A Home for Mr. Emerson


I saw A Home for Mr. Emerson randomly at the library and grabbed it up immediately.  What a find!  I use picture books heavily to teach history/science/pretty-much-anything and after reading this book, I decided to change up my homeschooling plan just a bit this fall to make sure and include Ralph Waldo Emerson as a featured poet—all because of this book.

So many biographies fall flat with cartoony, digital pictures; others have long, dry text that reads like an encyclopedia entry. But this book does what all picture books should aim to do: tell a good story and illustrate it well.  It's that simple... and that difficult.

I really didn't know much of anything about Emerson but this book has all the necessary elements to serve as an educational spine and build out from there.  A real story (complete with a beginning, middle, and end—not just a telling of his life), quotes from his writings, fantastic, appealing pictures to delight young and old, and a full page of biographical notes in the back for further research.

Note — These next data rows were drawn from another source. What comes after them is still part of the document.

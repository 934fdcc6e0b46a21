//! Dump command - write the cache to another file

use std::path::Path;

use crate::{TagtreeError, cache::CacheStore};

type Result<T> = std::result::Result<T, TagtreeError>;

/// Execute the dump command
///
/// # Errors
/// Returns an error if the cache cannot be encoded or the file written
pub fn execute(store: &CacheStore, file: &Path, quiet: bool) -> Result<()> {
    store.save_to(file)?;
    if !quiet {
        println!("Wrote {} root(s) to {}", store.len(), file.display());
    }
    Ok(())
}
//! Gather command - print the steps moving tagged entries into a tag folder

use std::path::Path;

use crate::{
    TagtreeError,
    cache::CacheStore,
    cleanup::{self, CleanupPlan},
};

use super::cleanup::render;

type Result<T> = std::result::Result<T, TagtreeError>;

/// Execute the gather command
///
/// # Errors
/// Returns an error if `tag` is empty or `root` is given but not cached
pub fn execute(store: &CacheStore, tag: &str, root: Option<&Path>, quiet: bool) -> Result<()> {
    if tag.trim().is_empty() || tag.contains('/') {
        return Err(TagtreeError::InvalidInput(format!(
            "'{tag}' cannot be used as a folder name"
        )));
    }

    let plans: Vec<CleanupPlan> = store
        .tops(root)?
        .into_iter()
        .filter_map(|top| cleanup::gather(top, tag))
        .collect();

    if plans.is_empty() {
        if !quiet {
            println!("Nothing tagged {tag}.");
        }
        return Ok(());
    }

    for line in render(&plans, quiet) {
        println!("{line}");
    }
    Ok(())
}
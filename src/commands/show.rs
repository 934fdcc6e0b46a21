//! Show command - print cached trees

use std::path::Path;

use crate::{
    TagtreeError,
    cache::CacheStore,
    output,
    tree::{Node, walk_down},
};

type Result<T> = std::result::Result<T, TagtreeError>;

/// Execute the show command
///
/// # Errors
/// Returns an error if `root` is given but not cached
pub fn execute(store: &CacheStore, root: Option<&Path>, quiet: bool) -> Result<()> {
    let tops = store.tops(root)?;
    if tops.is_empty() && !quiet {
        println!("No roots indexed yet.");
    }

    for top in tops {
        for line in render(top) {
            println!("{line}");
        }
    }
    Ok(())
}

/// Lines of a tree, parents before children, indented by depth
#[must_use]
pub fn render(top: &Node) -> Vec<String> {
    let mut lines = Vec::new();
    walk_down(
        top,
        |node, depth: &usize| {
            lines.push(output::tree_line(node, *depth));
            depth + 1
        },
        0,
    );
    lines
}
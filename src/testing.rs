//! Testing utilities for tagtree
//!
//! This module provides an in-memory [`TagSource`] and small tree fixtures so
//! unit tests never have to run the real tagging program.
//!
//! Only available when compiled with `cfg(test)`.

use std::path::Path;

use crate::tagger::{TagRecord, TagSource, TaggerError};
use crate::tree::Node;

/// Build a record from a path and tag names
pub fn record(path: &str, tags: &[&str]) -> TagRecord {
    TagRecord::new(path, tags.iter().map(|t| (*t).to_string()))
}

/// Build a childless node from a path and tag names
pub fn node(path: &str, tags: &[&str]) -> Node {
    Node::new(path, tags.iter().map(|t| (*t).to_string()))
}

/// Attach `child` under `parent`, keyed by the child's name
pub fn attach(parent: &mut Node, child: Node) {
    parent.children.insert(child.name(), child);
}

/// A small media tree:
///
/// ```text
/// /media
///   Show [1080p]      {Blue}
///     cover.jpg
///     movie.mkv
///   show.S01E01.mkv   {Red}
///   show.S01E02.avi
/// ```
pub fn sample_tree() -> Node {
    let mut root = node("/media", &[]);
    let mut show = node("/media/Show [1080p]", &["Blue"]);
    attach(&mut show, node("/media/Show [1080p]/cover.jpg", &[]));
    attach(&mut show, node("/media/Show [1080p]/movie.mkv", &[]));
    attach(&mut root, show);
    attach(&mut root, node("/media/show.S01E01.mkv", &["Red"]));
    attach(&mut root, node("/media/show.S01E02.avi", &[]));
    root
}

/// [`TagSource`] answering from a fixed list of records
#[derive(Debug, Clone, Default)]
pub struct MemorySource {
    records: Vec<TagRecord>,
}

impl MemorySource {
    pub fn new(records: Vec<TagRecord>) -> Self {
        Self { records }
    }

    pub fn push(&mut self, record: TagRecord) {
        self.records.push(record);
    }
}

impl TagSource for MemorySource {
    fn list_recursive(&self, dir: &Path) -> Result<Vec<TagRecord>, TaggerError> {
        Ok(self
            .records
            .iter()
            .filter(|r| r.path != dir && r.path.starts_with(dir))
            .cloned()
            .collect())
    }

    fn list_level(&self, dir: &Path) -> Result<Vec<TagRecord>, TaggerError> {
        Ok(self
            .records
            .iter()
            .filter(|r| r.path == dir || r.path.parent() == Some(dir))
            .cloned()
            .collect())
    }
}

/// A small library below `root`:
///
/// ```text
/// root
///   a.mkv   {Red}
///   b       {Blue}
///     c.avi
/// ```
pub fn library_source(root: &Path) -> MemorySource {
    MemorySource::new(vec![
        TagRecord::new(root.join("a.mkv"), vec!["Red".to_string()]),
        TagRecord::new(root.join("b"), vec!["Blue".to_string()]),
        TagRecord::new(root.join("b/c.avi"), Vec::new()),
    ])
}

/// [`TagSource`] whose every listing fails
#[derive(Debug, Clone, Copy, Default)]
pub struct FailingSource;

impl TagSource for FailingSource {
    fn list_recursive(&self, dir: &Path) -> Result<Vec<TagRecord>, TaggerError> {
        Err(TaggerError::Status {
            program: "tag".into(),
            path: dir.to_path_buf(),
            status: "exit status: 1".into(),
            stderr: "boom".into(),
        })
    }

    fn list_level(&self, dir: &Path) -> Result<Vec<TagRecord>, TaggerError> {
        self.list_recursive(dir)
    }
}

#[cfg(test)]
mod tests {
    use super::*;

    #[test]
    fn test_sample_tree_shape() {
        let root = sample_tree();
        assert_eq!(root.count(), 6);
        assert_eq!(root.children["Show [1080p]"].children.len(), 2);
    }

    #[test]
    fn test_memory_source_level_excludes_grandchildren() {
        let source = MemorySource::new(vec![record("/m/a", &[]), record("/m/a/b", &[])]);
        let level = source.list_level(Path::new("/m")).unwrap();
        assert_eq!(level.len(), 1);
    }

    #[test]
    fn test_memory_source_recursive_excludes_dir_itself() {
        let source = MemorySource::new(vec![record("/m/a", &[]), record("/m/a/b", &[])]);
        let below = source.list_recursive(Path::new("/m/a")).unwrap();
        assert_eq!(below, vec![record("/m/a/b", &[])]);
    }
}
//! Output formatting for CLI display
//!
//! This module renders tags, tree lines and search results for the terminal.

use byte_unit::{Byte, UnitType};
use colored::Colorize;

use crate::tree::{Node, NodeMetadata};

/// Tags shown as a colored dot instead of their name
const TAG_GLYPHS: &[(&str, &str)] = &[
    ("Red", "🔴"),
    ("Green", "🟢"),
    ("Blue", "🔵"),
    ("Purple", "🟣"),
];

/// Display form of a single tag
#[derive(Debug, Clone, PartialEq, Eq)]
pub enum TagGlyph {
    Known(&'static str),
    Raw(String),
}

impl TagGlyph {
    #[must_use]
    pub fn of(tag: &str) -> Self {
        TAG_GLYPHS
            .iter()
            .find(|(name, _)| *name == tag)
            .map_or_else(|| Self::Raw(tag.to_string()), |&(_, glyph)| Self::Known(glyph))
    }
}

impl std::fmt::Display for TagGlyph {
    fn fmt(&self, f: &mut std::fmt::Formatter<'_>) -> std::fmt::Result {
        match self {
            Self::Known(glyph) => f.write_str(glyph),
            Self::Raw(name) => write!(f, "@{name}"),
        }
    }
}

/// Render a tag for display
///
/// ```
/// use tagtree::output::format_tag;
///
/// assert_eq!(format_tag("Red"), "🔴");
/// assert_eq!(format_tag("Archive"), "@Archive");
/// ```
#[must_use]
pub fn format_tag(tag: &str) -> String {
    TagGlyph::of(tag).to_string()
}

/// Render a tag set, space separated
#[must_use]
pub fn format_tags<'a>(tags: impl IntoIterator<Item = &'a String>) -> String {
    tags.into_iter()
        .map(|t| format_tag(t))
        .collect::<Vec<_>>()
        .join(" ")
}

/// One line of `show` output for `node` at `depth`
#[must_use]
pub fn tree_line(node: &Node, depth: usize) -> String {
    let indent = "  ".repeat(depth);
    let name = if node.is_dir() {
        node.name().bold().to_string()
    } else {
        node.name()
    };

    let mut line = format!("{indent}{name}");
    if !node.tags.is_empty() {
        line.push(' ');
        line.push_str(&format_tags(&node.tags));
    }
    if let Some(meta) = &node.metadata {
        line.push(' ');
        line.push_str(&format_metadata(meta).dimmed().to_string());
    }
    line
}

/// Size, modification time when known, and a read-only marker
#[must_use]
pub fn format_metadata(meta: &NodeMetadata) -> String {
    let mut parts = vec![
        Byte::from_u64(meta.len)
            .get_appropriate_unit(UnitType::Binary)
            .to_string(),
    ];
    if let Some(modified) = meta.modified {
        parts.push(modified.format("%Y-%m-%d %H:%M").to_string());
    }
    if meta.readonly {
        parts.push("read-only".to_string());
    }
    format!("({})", parts.join(", "))
}

/// One line of search output
#[must_use]
pub fn result_line(term: &str, node: &Node, root: Option<&Node>, quiet: bool) -> String {
    if quiet {
        return node.path.display().to_string();
    }

    let mut line = format!("{} {term}", "*".bold());
    if !node.tags.is_empty() {
        line.push(' ');
        line.push_str(&format_tags(&node.tags));
    }
    if let Some(root) = root {
        line.push_str(&format!(" {}", format!("({})", root.path.display()).dimmed()));
    }
    line
}

/// Horizontal rule framing search output
#[must_use]
pub fn rule() -> String {
    "-".repeat(80).dimmed().to_string()
}
//! Search-specific error types
//!
//! - **`InvalidPattern`**: a name term is not a valid regular expression
//! - **`EmptyTag`**: a tag term consists of the marker alone
//! - **`Cache`**: the requested root is not cached
//!
//! All errors implement `std::error::Error` via the `thiserror` crate.

use thiserror::Error;

use crate::cache::CacheError;

/// Search-specific errors
#[derive(Debug, Error)]
pub enum SearchError {
    /// Name term failed to compile
    #[error("Invalid regex pattern '{pattern}': {reason}")]
    InvalidPattern { pattern: String, reason: String },

    /// Tag term without a tag name
    #[error("Empty tag term '{0}'")]
    EmptyTag(String),

    /// Cache lookup failed
    #[error(transparent)]
    Cache(#[from] CacheError),
}

#[cfg(test)]
#[path = "error_tests.rs"]
mod error_tests;
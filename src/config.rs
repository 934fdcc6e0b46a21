//! Configuration module for tagtree
//!
//! Settings live in `config.toml` under the user's config directory and can
//! be overridden with `TAGTREE_*` environment variables (for example
//! `TAGTREE_CACHE_FILE`). A missing file means defaults.

use std::fs;
use std::path::{Path, PathBuf};

use config::{Config, ConfigError, Environment, File, FileFormat};
use serde::{Deserialize, Serialize};

use crate::tagger::DEFAULT_TAG_PROGRAM;

/// Keys accepted by `config set` and `config get`
pub const KEYS: &[&str] = &[
    "cache_file",
    "tag_program",
    "ignore_case",
    "date_sort",
    "min_depth",
    "quiet",
];

/// Application configuration structure
#[derive(Debug, Serialize, Deserialize, Clone, PartialEq, Eq)]
#[serde(default)]
pub struct TagtreeConfig {
    /// File holding the cached trees
    pub cache_file: PathBuf,

    /// Program used to list tags
    pub tag_program: String,

    /// Match search names case-insensitively
    pub ignore_case: bool,

    /// Order search results by embedded date stamps
    pub date_sort: bool,

    /// Default minimum depth of search results
    pub min_depth: usize,

    /// Suppress informational output by default
    pub quiet: bool,
}

impl Default for TagtreeConfig {
    fn default() -> Self {
        Self {
            cache_file: default_cache_file(),
            tag_program: DEFAULT_TAG_PROGRAM.to_string(),
            ignore_case: true,
            date_sort: true,
            min_depth: 0,
            quiet: false,
        }
    }
}

/// `<cache dir>/tagtree/cache.bin`, or `./tagtree-cache.bin` without one
#[must_use]
pub fn default_cache_file() -> PathBuf {
    dirs::cache_dir().map_or_else(
        || PathBuf::from("tagtree-cache.bin"),
        |dir| dir.join("tagtree").join("cache.bin"),
    )
}

impl TagtreeConfig {
    /// Get the path to the config file
    ///
    /// # Errors
    ///
    /// Returns `ConfigError` if the system config directory cannot be determined.
    pub fn config_path() -> Result<PathBuf, ConfigError> {
        let config_dir = dirs::config_dir()
            .ok_or_else(|| ConfigError::Message("Could not determine config directory".to_string()))?;
        Ok(config_dir.join("tagtree").join("config.toml"))
    }

    /// Load configuration from the default location
    ///
    /// # Errors
    ///
    /// Returns `ConfigError` if the config file cannot be read or parsed.
    pub fn load() -> Result<Self, ConfigError> {
        Self::load_from(&Self::config_path()?)
    }

    /// Load configuration from `path` plus environment overrides
    ///
    /// # Errors
    ///
    /// Returns `ConfigError` if the file exists but cannot be parsed.
    pub fn load_from(path: &Path) -> Result<Self, ConfigError> {
        Config::builder()
            .add_source(
                File::from(path)
                    .format(FileFormat::Toml)
                    .required(false),
            )
            .add_source(Environment::with_prefix("TAGTREE"))
            .build()?
            .try_deserialize()
    }

    /// Save configuration to the default location
    ///
    /// # Errors
    ///
    /// Returns `ConfigError` if the file cannot be written.
    pub fn save(&self) -> Result<(), ConfigError> {
        self.save_to(&Self::config_path()?)
    }

    /// Save configuration to `path`
    ///
    /// # Errors
    ///
    /// Returns `ConfigError` if the directory cannot be created, the
    /// configuration cannot be serialized to TOML, or the file cannot be written.
    pub fn save_to(&self, path: &Path) -> Result<(), ConfigError> {
        if let Some(parent) = path.parent() {
            fs::create_dir_all(parent)
                .map_err(|e| ConfigError::Message(format!("Failed to create config directory: {e}")))?;
        }

        let toml_string = toml::to_string_pretty(self)
            .map_err(|e| ConfigError::Message(format!("Failed to serialize config: {e}")))?;

        fs::write(path, toml_string)
            .map_err(|e| ConfigError::Message(format!("Failed to write config file: {e}")))?;

        Ok(())
    }

    /// Current value of `key` as text
    #[must_use]
    pub fn get(&self, key: &str) -> Option<String> {
        Some(match key {
            "cache_file" => self.cache_file.display().to_string(),
            "tag_program" => self.tag_program.clone(),
            "ignore_case" => self.ignore_case.to_string(),
            "date_sort" => self.date_sort.to_string(),
            "min_depth" => self.min_depth.to_string(),
            "quiet" => self.quiet.to_string(),
            _ => return None,
        })
    }

    /// Set `key` from text
    ///
    /// # Errors
    ///
    /// Returns `ConfigError` for unknown keys or values of the wrong type.
    pub fn set(&mut self, key: &str, value: &str) -> Result<(), ConfigError> {
        match key {
            "cache_file" => self.cache_file = PathBuf::from(value),
            "tag_program" => self.tag_program = value.to_string(),
            "ignore_case" => self.ignore_case = parse_value(key, value)?,
            "date_sort" => self.date_sort = parse_value(key, value)?,
            "min_depth" => self.min_depth = parse_value(key, value)?,
            "quiet" => self.quiet = parse_value(key, value)?,
            _ => {
                return Err(ConfigError::Message(format!(
                    "Unknown configuration key: '{key}'. Available keys: {}",
                    KEYS.join(", ")
                )));
            }
        }
        Ok(())
    }
}

fn parse_value<T: std::str::FromStr>(key: &str, value: &str) -> Result<T, ConfigError> {
    value
        .parse()
        .map_err(|_| ConfigError::Message(format!("Invalid value for {key}: '{value}'")))
}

 Yet another 'bonus' element of the book is the underlying message about how important it is to build the life you dream of, connect with your community and find sanctuary in your home.  I also had no idea that this team of Barbara Kerley and Edwin Fotheringham had produced 3 other biographies (Those Rebels, John and Tom, What To Do About Alice?, and The Extraordinary Mark Twain) that I am adding to my check-out list immediately. Knowing how important it is to have the right illustrator for the right text and vice versa, I can say with confidence that this duo is a match made in picture book heaven.  Kerley has written other non-fiction titles and her Walt Whitman book deserves accolades of its own.  Those illustrations are rich and realistic—great for that book. But  there's something about the chemistry of Kerley/Fotheringham that I personally really love.